From the data below, copy each line that includes the word "validate".

> **Source information**

== Segment start ==

//! Domain models: networks, transactions, analysis results
//!
//! Pure data and pure functions only; nothing here touches the network
//! or the terminal.

mod analysis;
mod chain;
pub mod format;
mod transaction;
mod validate;

pub use analysis::{
    from_base_units, AnalysisResult, BalanceSnapshot, DateRange, Statistics, TokenBalance,
};
pub use chain::Chain;
pub use transaction::{Direction, Transaction, TxStatus, TxType};
pub use validate::validate_address;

== Segment end ==

> **Response**
mod validate;
pub use validate::validate_address;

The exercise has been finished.